Let’s be honest: While humanity has done a lot to support the arts, humans themselves make for a terrible live audience. If they’re not coughing or talking or picking their noses, they’re probably tapping at their phones. On Monday, Barcelona’s Liceu opera house offered an intriguing solution to this problem, hosting a performance of Puccini’s “Crisantemi” for hundreds of beautiful, silent plants.
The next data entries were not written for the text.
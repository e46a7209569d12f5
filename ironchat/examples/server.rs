//! Chat server: relays every line of a registered client to all others.
//!
//! Run with: `cargo run --example server -- --port 3333`
//!
//! Connect with `cargo run --example client` or any line-based TCP tool.

use anyhow::Result;
use clap::Parser;
use ironchat::server::ServerBuilder;
use std::net::{IpAddr, SocketAddr};
use std::time::Duration;

#[derive(Debug, Parser)]
#[command(name = "ironchat-server", about = "TCP line chat server")]
struct Args {
    /// Address to listen on.
    #[arg(long, default_value = "0.0.0.0")]
    bind: IpAddr,

    /// Port to listen on.
    #[arg(short, long, default_value_t = 3333)]
    port: u16,

    /// Executor worker threads.
    #[arg(short, long, default_value_t = 3)]
    workers: usize,

    /// Stop after this many seconds instead of waiting for Ctrl+C.
    #[arg(long)]
    duration_secs: Option<u64>,

    /// Maximum simultaneous connections.
    #[arg(long)]
    max_connections: Option<usize>,
}

fn init_tracing() {
    use tracing_subscriber::{EnvFilter, fmt};

    let filter = EnvFilter::try_from_default_env().unwrap_or_else(|_| EnvFilter::new("info"));
    let _ = fmt().with_env_filter(filter).with_target(false).try_init();
}

/// Resolves once Ctrl+C is pressed or `duration` has elapsed.
fn wait_for_stop(duration: Option<Duration>) -> Result<()> {
    let runtime = tokio::runtime::Builder::new_current_thread()
        .enable_all()
        .build()?;

    runtime.block_on(async {
        match duration {
            Some(duration) => tokio::select! {
                _ = tokio::signal::ctrl_c() => {}
                () = tokio::time::sleep(duration) => {}
            },
            None => {
                tokio::signal::ctrl_c().await.ok();
            }
        }
    });
    Ok(())
}

fn main() -> Result<()> {
    init_tracing();
    let args = Args::parse();

    let mut builder = ServerBuilder::new()
        .bind(SocketAddr::new(args.bind, args.port))
        .worker_threads(args.workers);
    if let Some(max) = args.max_connections {
        builder = builder.max_connections(max);
    }
    let (mut server, handle) = builder.build();

    let addr = match server.start() {
        Ok(addr) => addr,
        Err(e) => {
            tracing::error!("Server failed to start: {}", e);
            std::process::exit(e.exit_code());
        }
    };
    println!("IronChat server listening on {addr}");
    println!("Press Ctrl+C to stop");

    wait_for_stop(args.duration_secs.map(Duration::from_secs))?;

    println!("\nShutting down server...");
    server.stop();
    println!(
        "Server stopped ({} events dropped)",
        handle.dropped_events()
    );
    Ok(())
}
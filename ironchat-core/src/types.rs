//! Identifiers shared across crates.

use std::fmt;

/// Opaque handle identifying one accepted connection for the lifetime of a server run.
#[derive(Debug, Clone, Copy, PartialEq, Eq, PartialOrd, Ord, Hash)]
pub struct ConnectionId(u64);

impl ConnectionId {
    /// Wraps a raw identifier.
    #[must_use]
    pub const fn new(raw: u64) -> Self {
        Self(raw)
    }

    /// Returns the raw identifier.
    #[must_use]
    pub const fn get(self) -> u64 {
        self.0
    }
}

impl fmt::Display for ConnectionId {
    fn fmt(&self, f: &mut fmt::Formatter<'_>) -> fmt::Result {
        write!(f, "#{}", self.0)
    }
}

impl From<u64> for ConnectionId {
    fn from(raw: u64) -> Self {
        Self(raw)
    }
}

#[cfg(test)]
mod tests {
    use super::*;

    #[test]
    fn test_connection_id_display() {
        assert_eq!(ConnectionId::new(7).to_string(), "#7");
    }

    #[test]
    fn test_connection_id_ordering() {
        let a = ConnectionId::from(1);
        let b = ConnectionId::from(2);
        assert!(a < b);
        assert_eq!(b.get(), 2);
    }
}
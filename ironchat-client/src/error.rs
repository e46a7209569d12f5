//! Error types for client operations.

use thiserror::Error;

/// Error type for client operations.
#[derive(Debug, Error)]
pub enum ClientError {
    /// IO error.
    #[error("IO error: {0}")]
    Io(#[from] std::io::Error),

    /// Transport error.
    #[error("transport error: {0}")]
    Transport(#[from] ironchat_transport::TransportError),

    /// Connection timeout.
    #[error("connection timeout")]
    ConnectTimeout,

    /// The session has ended; no more lines can be sent.
    #[error("connection closed")]
    ConnectionClosed,

    /// The input channel is full.
    #[error("channel error")]
    Channel,

    /// Invalid configuration.
    #[error("configuration error: {message}")]
    Config {
        /// Error message.
        message: String,
    },
}

impl ClientError {
    /// Creates a configuration error.
    pub fn config(message: impl Into<String>) -> Self {
        Self::Config {
            message: message.into(),
        }
    }
}

#[cfg(test)]
mod tests {
    use super::*;
    use ironchat_transport::TransportError;

    #[test]
    fn test_error_display() {
        assert_eq!(ClientError::ConnectTimeout.to_string(), "connection timeout");
        assert_eq!(
            ClientError::config("input_capacity must be at least 1").to_string(),
            "configuration error: input_capacity must be at least 1"
        );
    }

    #[test]
    fn test_from_transport() {
        let err = ClientError::from(TransportError::ConnectionClosed);
        assert!(matches!(err, ClientError::Transport(TransportError::ConnectionClosed)));
    }
}
//! # IronChat Server
//!
//! Server-side engine for line-oriented chat.
//!
//! This crate provides:
//! - Server builder with configuration options
//! - The name registry used for broadcast routing
//! - The connection table owning per-connection bookkeeping
//! - The per-connection read/respond state machine
//! - Connection acceptor

mod acceptor;
pub mod builder;
mod connection;
pub mod error;
pub mod registry;
pub mod session;

pub use builder::{Server, ServerBuilder, ServerEvent, ServerHandle};
pub use connection::{ConnectionState, Peer};
pub use error::ServerError;
pub use ironchat_core::ConnectionId;
pub use registry::Registry;
pub use session::{Session, SessionManager};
Barcelona’s Liceu Opera House reopened its doors for the first time in over three months to hold a concert for an audience of nearly 2,300 house plants https://t.co/oqFJjRF44g pic.twitter.com/U6ri9lyEzJ
— CBS News (@CBSNews) June 23, 2020
Sadly, an accompanying press release makes it clear that the concert was for the benefit of human (and not vegetal) observers, describing it as “[bringing] us closer to something as essential as our relationship with nature.” The opera house’s promise to donate the plants to 2,292 frontline healthcare workers only further confirms the project’s fundamentally anthropocentric goals.
It’s not like plants couldn’t hear a concert. A growing (heh) body of research indicates that plants are more perceptive than many people realise, reacting to sound, scent, and even touch. At the same time, extraordinary claims about plant sentience promoted by pseudoscientific works like 1973’s The Secret Life of Plants have hung like a dark cloud over the field for decades.
Drawing on dubious experiments with a polygraph, the best-selling book suggested that plants liked certain types of music more than others and could read human minds. Once planted in the minds of the public, a number of plant-themed musical works sprouted from this nonsense, including 1976’s Mother Earth’s Plantasia, an obscure, completely charming album of loopy synth tunes.
There isn’t any scientific evidence that plants know what you’re thinking, prefer classical music to rock n’ roll, or can, say, read a blog post like this one. Still, it’s fun to imagine a world where an artist can reach out and connect with something as patient and reassuring as a plant. Wouldn’t it be so much easier to express ourselves if no other humans had to be involved?